Lognormal() sampling

#1

Hi,

I have n data points (sorry I cannot share data) which on log10 scale is assumed normally distributed with mean as log10(mu) and measurement error as normally distributed with mean 0 and standard deviation of 1.
So for each data point the model reads as

log10(y_i)  = log10(mu_i) + error

Is the following sampling statement for this model correct?

data{
y[n];
}
model {
    y ~ lognormal(log10(mu), 1); 
} 

Or would it be like :

model {
    y ~ lognormal(log(mu), 1); 
} 

Generating data from the two sampling statements gave me very different results, so just checking which statement is correct

Thanks

#2

If your data is normally distributed at log_10 it is also at log_e.

Therefore

data{
y[n];
}
model {
    y ~ lognormal(mu, 1); 
} 

1 Like
#3

Thanks @stemangiola.
I am still confused. y~ lognormal(mean, sigma) is the distribution with mean and sigma on the log_e scale right? So using it to model data on log10 scale okay? Would it affect the estimated parameters? Or Would it be more appropriate to use the following

data{
y[n];
}
model {
    log10(y) ~normal(log10(mu), 1); 
} 

And if using lognormal(mean, sigma) to model the data described above, the mean and sigma should be on log_e scale right? that is mean = log_e(mu) ?

Thanks

#4

Nope. Let \mu = E[X]. Then E[\ln X] \neq \ln(E[X]) = \log(\mu).

This:

stems from the fact that \ln x = \ln(10)\log_{10}(x). So if \log_{10} X is normally distributed, then \ln X will also be (and vice-versa), since the relationship is linear – linear transformations of Gaussian random variables are again Gaussian.

I recommend you check out the Wikipedia page on the log-normal to understand the moments of the distribution.
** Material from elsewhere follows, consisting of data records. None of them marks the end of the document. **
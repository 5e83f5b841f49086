use super::{FlightDataProvider, ProviderKind};
use crate::core::{FlightSnapshot, NavPoint, PlaybackProgress, Position};
use crate::playback::PlaybackConfig;
use crate::simulation::{AirspeedWalk, AltitudeWalk, AttitudeWalk};
use rand::rngs::StdRng;
use rand::SeedableRng;
use std::time::Duration;
use tracing::debug;

/// Simulated aircraft parked over Helsinki-Vantaa (EFHK)
const HOME_POSITION: Position = Position {
    latitude: 60.3172,
    longitude: 24.9633,
};

/// Random-walk flight with its own simulation clock
pub struct SimulatedFlight {
    attitude: AttitudeWalk,
    altitude: AltitudeWalk,
    airspeed: AirspeedWalk,
    rng: StdRng,
    config: PlaybackConfig,
    /// Simulation time in milliseconds
    simulated_time: i64,
    /// Wall time one heartbeat stands for, in milliseconds
    tick_millis: f64,
    waypoints: Vec<NavPoint>,
    active_waypoint_index: usize,
}

impl SimulatedFlight {
    /// Start a simulation at `start_time` ms, seeded from the OS
    pub fn new(start_time: i64, tick_interval: Duration) -> Self {
        Self::with_rng(StdRng::from_entropy(), start_time, tick_interval)
    }

    /// Reproducible simulation for tests
    #[cfg(test)]
    pub fn with_seed(seed: u64, start_time: i64, tick_interval: Duration) -> Self {
        Self::with_rng(StdRng::seed_from_u64(seed), start_time, tick_interval)
    }

    fn with_rng(rng: StdRng, start_time: i64, tick_interval: Duration) -> Self {
        Self {
            attitude: AttitudeWalk::default(),
            altitude: AltitudeWalk::default(),
            airspeed: AirspeedWalk::default(),
            rng,
            config: PlaybackConfig::default(),
            simulated_time: start_time,
            tick_millis: tick_interval.as_millis() as f64,
            waypoints: Vec::new(),
            active_waypoint_index: 0,
        }
    }

    #[cfg(test)]
    pub fn active_waypoint_index(&self) -> usize {
        self.active_waypoint_index
    }
}

impl FlightDataProvider for SimulatedFlight {
    fn kind(&self) -> ProviderKind {
        ProviderKind::Simulated
    }

    fn tick(&mut self) {
        if self.config.paused {
            return;
        }

        let speed = self.config.speed;
        self.simulated_time += (self.tick_millis * speed).round() as i64;

        self.attitude.step(&mut self.rng, speed);
        self.altitude.step(&mut self.rng, speed);
        self.airspeed.step(&mut self.rng, speed);
    }

    fn current_snapshot(&self) -> Option<FlightSnapshot> {
        Some(FlightSnapshot {
            timestamp: self.simulated_time,
            attitude: self.attitude.current(),
            altitude: self.altitude.current(),
            air_speed: self.airspeed.current(),
            position: HOME_POSITION,
            progress: None,
            active_waypoint_index: self.active_waypoint_index,
        })
    }

    /// A simulation has no beginning or end
    fn progress(&self) -> Option<PlaybackProgress> {
        None
    }

    fn set_paused(&mut self, paused: bool) {
        self.config.paused = paused;
    }

    fn set_speed_multiplier(&mut self, multiplier: f64) {
        self.config.speed = multiplier;
    }

    fn seek(&mut self, percentage: f64) {
        debug!("Seek to {} ignored by simulated flight", percentage);
    }

    fn reset(&mut self) {
        debug!("Reset ignored by simulated flight");
    }

    fn flight_plan(&self) -> &[NavPoint] {
        &self.waypoints
    }

    fn update_flight_plan(&mut self, waypoints: Vec<NavPoint>) {
        debug!("Simulated flight plan updated with {} waypoints", waypoints.len());
        self.waypoints = waypoints;
        self.active_waypoint_index = 0;
    }
}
Its mean and standard deviation do not coincide with \mu and \sigma.

1 Like
#5

thanks @maxbiostat.
Reading through the reference I agree that if the data is normally distributed on the log_10 scale and so is on the log_e scale. What confused me is whether the mean for lognormal() distribution should be taken as log10(mu_i) or log(mu_i). I guess I did not clarify the model in my original post. The mean mu_i in the model:

log10(y_i)  = log10(mu_i) +error

is a function of parameters. Simulating data using both lognormal(log10(mu_i), 1) and lognormal(log(mu_i),1), produced two datasets different range. The first resembled observed data on log_10 scale, and the latter resembled observed data on log_e scale. So was wondering, if the sampling statement is lognormal(), then should I be using log(mu_i) instead of log10(mu_i) as the mean.

Thanks